§ Action item:
Which lines of the data contain the string "nothing"? Show each of them.

§ Extracted information:
>>

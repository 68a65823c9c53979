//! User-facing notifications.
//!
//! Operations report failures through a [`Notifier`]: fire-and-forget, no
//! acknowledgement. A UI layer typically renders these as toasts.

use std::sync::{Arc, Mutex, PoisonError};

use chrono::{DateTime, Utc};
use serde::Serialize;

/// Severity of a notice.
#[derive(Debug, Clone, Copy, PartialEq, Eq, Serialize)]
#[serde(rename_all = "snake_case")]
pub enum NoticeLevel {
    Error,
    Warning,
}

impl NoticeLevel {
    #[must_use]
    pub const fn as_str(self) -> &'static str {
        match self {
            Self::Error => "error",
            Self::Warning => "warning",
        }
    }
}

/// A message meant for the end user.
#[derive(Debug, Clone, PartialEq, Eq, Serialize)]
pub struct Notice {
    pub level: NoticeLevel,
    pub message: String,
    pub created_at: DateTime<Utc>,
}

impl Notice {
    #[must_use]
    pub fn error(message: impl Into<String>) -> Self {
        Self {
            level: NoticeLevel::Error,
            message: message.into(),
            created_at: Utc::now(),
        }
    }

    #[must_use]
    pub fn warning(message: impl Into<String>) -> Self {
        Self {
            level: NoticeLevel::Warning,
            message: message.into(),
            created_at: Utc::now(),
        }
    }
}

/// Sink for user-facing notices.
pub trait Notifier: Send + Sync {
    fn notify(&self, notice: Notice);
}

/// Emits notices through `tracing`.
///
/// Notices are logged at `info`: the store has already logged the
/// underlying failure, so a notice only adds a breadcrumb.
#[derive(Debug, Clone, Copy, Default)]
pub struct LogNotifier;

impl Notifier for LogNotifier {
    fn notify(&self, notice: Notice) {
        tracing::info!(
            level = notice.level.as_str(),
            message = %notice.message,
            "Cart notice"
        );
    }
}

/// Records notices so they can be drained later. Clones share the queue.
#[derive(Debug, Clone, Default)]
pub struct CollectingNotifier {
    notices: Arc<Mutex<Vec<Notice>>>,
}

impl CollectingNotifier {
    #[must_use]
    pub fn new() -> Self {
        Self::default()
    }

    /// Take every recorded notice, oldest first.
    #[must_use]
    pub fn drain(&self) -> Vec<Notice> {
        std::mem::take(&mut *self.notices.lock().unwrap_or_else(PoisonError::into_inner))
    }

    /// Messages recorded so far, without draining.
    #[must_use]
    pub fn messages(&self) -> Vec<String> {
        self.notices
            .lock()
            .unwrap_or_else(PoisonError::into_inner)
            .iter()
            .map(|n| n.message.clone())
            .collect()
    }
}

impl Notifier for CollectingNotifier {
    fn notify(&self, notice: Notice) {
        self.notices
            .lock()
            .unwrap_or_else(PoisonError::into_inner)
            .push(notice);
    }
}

<<
>>

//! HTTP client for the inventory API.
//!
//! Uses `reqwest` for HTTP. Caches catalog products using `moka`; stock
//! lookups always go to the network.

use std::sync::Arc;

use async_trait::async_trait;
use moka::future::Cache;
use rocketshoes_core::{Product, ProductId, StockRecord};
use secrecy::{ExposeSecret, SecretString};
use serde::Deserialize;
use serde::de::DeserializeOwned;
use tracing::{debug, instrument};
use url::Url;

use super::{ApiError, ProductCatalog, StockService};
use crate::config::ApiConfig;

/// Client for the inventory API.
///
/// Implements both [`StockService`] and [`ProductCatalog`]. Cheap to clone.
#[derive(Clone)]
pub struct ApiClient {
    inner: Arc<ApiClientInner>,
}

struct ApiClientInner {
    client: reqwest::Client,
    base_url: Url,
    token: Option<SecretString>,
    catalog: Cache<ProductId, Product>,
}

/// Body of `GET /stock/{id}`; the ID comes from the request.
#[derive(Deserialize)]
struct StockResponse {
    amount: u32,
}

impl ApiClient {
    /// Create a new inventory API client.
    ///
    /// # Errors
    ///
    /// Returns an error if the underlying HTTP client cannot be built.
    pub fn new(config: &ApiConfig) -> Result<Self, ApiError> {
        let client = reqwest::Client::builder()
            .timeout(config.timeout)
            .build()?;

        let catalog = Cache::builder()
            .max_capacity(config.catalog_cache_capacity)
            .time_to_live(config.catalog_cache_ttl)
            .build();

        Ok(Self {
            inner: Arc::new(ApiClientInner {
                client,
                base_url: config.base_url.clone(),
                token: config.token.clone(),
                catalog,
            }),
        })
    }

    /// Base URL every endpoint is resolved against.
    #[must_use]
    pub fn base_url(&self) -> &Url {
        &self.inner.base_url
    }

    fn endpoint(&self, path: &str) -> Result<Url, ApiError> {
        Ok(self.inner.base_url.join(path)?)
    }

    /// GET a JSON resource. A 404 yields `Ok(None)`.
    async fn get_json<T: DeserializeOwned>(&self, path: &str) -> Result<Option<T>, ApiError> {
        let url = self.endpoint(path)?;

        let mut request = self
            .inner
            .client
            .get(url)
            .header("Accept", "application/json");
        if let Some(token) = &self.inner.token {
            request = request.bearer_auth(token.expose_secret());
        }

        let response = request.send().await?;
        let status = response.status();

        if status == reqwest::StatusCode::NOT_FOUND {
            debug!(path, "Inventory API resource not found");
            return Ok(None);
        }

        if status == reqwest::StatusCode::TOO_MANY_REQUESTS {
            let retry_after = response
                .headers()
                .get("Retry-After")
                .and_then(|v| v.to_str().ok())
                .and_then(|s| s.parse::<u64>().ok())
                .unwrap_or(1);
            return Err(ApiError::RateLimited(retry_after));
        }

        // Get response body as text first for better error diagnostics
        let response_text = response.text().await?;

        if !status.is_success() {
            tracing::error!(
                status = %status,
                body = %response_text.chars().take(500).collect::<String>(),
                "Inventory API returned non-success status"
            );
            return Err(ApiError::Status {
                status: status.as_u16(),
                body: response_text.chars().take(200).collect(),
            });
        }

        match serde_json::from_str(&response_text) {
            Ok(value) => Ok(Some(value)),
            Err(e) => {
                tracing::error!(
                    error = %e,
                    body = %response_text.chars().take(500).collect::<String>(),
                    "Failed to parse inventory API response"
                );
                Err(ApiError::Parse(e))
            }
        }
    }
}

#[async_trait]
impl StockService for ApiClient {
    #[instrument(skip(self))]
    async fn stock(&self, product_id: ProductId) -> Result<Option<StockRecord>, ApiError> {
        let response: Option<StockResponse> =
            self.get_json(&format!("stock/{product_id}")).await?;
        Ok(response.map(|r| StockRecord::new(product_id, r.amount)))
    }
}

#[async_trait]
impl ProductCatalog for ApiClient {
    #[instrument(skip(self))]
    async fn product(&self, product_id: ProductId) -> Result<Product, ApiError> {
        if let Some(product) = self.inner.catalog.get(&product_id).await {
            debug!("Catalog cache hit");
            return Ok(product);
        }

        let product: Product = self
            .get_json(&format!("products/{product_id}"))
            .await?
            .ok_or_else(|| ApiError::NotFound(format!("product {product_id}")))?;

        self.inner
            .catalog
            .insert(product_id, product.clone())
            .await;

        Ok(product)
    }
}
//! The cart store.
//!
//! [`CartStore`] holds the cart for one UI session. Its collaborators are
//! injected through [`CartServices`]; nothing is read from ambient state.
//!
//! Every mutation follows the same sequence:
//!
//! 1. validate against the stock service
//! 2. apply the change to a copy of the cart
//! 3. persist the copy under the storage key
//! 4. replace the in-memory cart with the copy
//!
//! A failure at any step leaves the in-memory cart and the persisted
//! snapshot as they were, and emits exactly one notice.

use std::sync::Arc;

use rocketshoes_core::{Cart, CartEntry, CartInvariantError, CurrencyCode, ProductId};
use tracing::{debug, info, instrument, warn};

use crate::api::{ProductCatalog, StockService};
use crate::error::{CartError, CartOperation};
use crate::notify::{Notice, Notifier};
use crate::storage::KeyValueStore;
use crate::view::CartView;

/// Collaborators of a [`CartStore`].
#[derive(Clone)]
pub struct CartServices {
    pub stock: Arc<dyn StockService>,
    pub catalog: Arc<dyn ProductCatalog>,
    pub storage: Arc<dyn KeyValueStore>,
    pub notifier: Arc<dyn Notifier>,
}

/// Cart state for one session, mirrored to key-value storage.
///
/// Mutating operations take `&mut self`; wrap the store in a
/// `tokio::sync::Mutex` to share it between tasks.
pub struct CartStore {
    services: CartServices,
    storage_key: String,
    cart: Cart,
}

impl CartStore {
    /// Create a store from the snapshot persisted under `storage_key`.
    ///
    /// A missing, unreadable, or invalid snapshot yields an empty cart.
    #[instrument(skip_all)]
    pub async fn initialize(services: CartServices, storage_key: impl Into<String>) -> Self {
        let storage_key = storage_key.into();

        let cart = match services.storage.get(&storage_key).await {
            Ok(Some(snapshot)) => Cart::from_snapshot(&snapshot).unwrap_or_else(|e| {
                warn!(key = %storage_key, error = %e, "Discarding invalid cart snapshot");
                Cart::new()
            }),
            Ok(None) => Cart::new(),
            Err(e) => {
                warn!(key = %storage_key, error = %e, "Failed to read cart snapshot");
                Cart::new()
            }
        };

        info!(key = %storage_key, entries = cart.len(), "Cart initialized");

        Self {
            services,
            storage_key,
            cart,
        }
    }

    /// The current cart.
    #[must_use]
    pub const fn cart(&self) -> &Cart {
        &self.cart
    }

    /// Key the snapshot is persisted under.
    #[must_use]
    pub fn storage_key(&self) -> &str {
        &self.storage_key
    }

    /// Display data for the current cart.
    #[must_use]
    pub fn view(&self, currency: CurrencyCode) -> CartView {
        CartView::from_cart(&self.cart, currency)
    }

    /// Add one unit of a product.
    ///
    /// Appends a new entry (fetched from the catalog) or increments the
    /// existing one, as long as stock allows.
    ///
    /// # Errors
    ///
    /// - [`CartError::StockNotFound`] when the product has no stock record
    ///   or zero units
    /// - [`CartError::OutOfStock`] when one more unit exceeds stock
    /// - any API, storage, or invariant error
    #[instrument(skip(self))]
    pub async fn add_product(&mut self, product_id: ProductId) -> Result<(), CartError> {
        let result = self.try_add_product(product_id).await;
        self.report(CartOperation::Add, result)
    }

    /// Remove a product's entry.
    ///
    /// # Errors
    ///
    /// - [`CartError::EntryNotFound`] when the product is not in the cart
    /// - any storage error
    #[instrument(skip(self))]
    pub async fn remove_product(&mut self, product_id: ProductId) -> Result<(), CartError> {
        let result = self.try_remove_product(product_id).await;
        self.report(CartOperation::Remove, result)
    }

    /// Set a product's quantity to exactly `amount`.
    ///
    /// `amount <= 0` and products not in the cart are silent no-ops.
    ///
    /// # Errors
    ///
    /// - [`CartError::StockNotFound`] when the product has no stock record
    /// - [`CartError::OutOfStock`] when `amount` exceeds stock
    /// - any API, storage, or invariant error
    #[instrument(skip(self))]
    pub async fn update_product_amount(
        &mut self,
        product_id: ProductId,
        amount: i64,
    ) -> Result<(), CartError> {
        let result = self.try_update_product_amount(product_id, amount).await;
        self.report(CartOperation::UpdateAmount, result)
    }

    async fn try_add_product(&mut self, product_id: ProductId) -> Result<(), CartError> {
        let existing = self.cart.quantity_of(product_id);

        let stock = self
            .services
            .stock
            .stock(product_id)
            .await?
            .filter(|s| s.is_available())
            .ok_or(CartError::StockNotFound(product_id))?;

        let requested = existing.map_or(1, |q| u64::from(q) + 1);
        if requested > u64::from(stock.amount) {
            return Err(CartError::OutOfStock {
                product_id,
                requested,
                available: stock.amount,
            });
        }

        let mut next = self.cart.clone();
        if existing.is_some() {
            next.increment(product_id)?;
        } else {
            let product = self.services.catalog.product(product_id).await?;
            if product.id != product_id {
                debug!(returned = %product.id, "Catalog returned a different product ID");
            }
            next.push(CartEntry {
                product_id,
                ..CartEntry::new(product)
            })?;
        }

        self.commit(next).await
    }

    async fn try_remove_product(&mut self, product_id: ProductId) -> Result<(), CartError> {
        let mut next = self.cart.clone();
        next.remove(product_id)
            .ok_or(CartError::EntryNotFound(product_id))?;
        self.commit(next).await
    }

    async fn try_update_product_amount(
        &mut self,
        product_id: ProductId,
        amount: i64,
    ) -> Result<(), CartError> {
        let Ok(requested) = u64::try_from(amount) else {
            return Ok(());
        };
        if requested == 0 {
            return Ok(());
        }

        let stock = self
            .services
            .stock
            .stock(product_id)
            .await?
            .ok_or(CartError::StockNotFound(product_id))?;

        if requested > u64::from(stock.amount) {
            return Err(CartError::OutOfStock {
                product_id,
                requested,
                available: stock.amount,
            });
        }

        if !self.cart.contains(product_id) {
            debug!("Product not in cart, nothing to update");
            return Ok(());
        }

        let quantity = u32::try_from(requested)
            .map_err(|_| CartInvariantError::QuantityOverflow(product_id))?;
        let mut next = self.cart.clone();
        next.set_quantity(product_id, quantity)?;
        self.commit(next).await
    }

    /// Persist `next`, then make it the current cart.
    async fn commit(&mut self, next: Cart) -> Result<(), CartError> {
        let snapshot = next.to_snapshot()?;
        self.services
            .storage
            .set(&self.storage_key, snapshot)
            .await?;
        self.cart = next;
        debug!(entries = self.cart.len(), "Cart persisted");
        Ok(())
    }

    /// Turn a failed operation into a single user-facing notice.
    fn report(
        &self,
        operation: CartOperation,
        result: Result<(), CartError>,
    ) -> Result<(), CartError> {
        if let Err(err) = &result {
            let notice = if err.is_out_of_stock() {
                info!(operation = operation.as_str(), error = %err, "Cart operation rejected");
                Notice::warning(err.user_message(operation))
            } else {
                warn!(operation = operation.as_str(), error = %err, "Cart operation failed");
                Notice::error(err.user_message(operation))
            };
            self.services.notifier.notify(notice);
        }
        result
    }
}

<<

§ The answer:
//! injected through [`CartServices`]; nothing is read from ambient state.
            debug!("Product not in cart, nothing to update");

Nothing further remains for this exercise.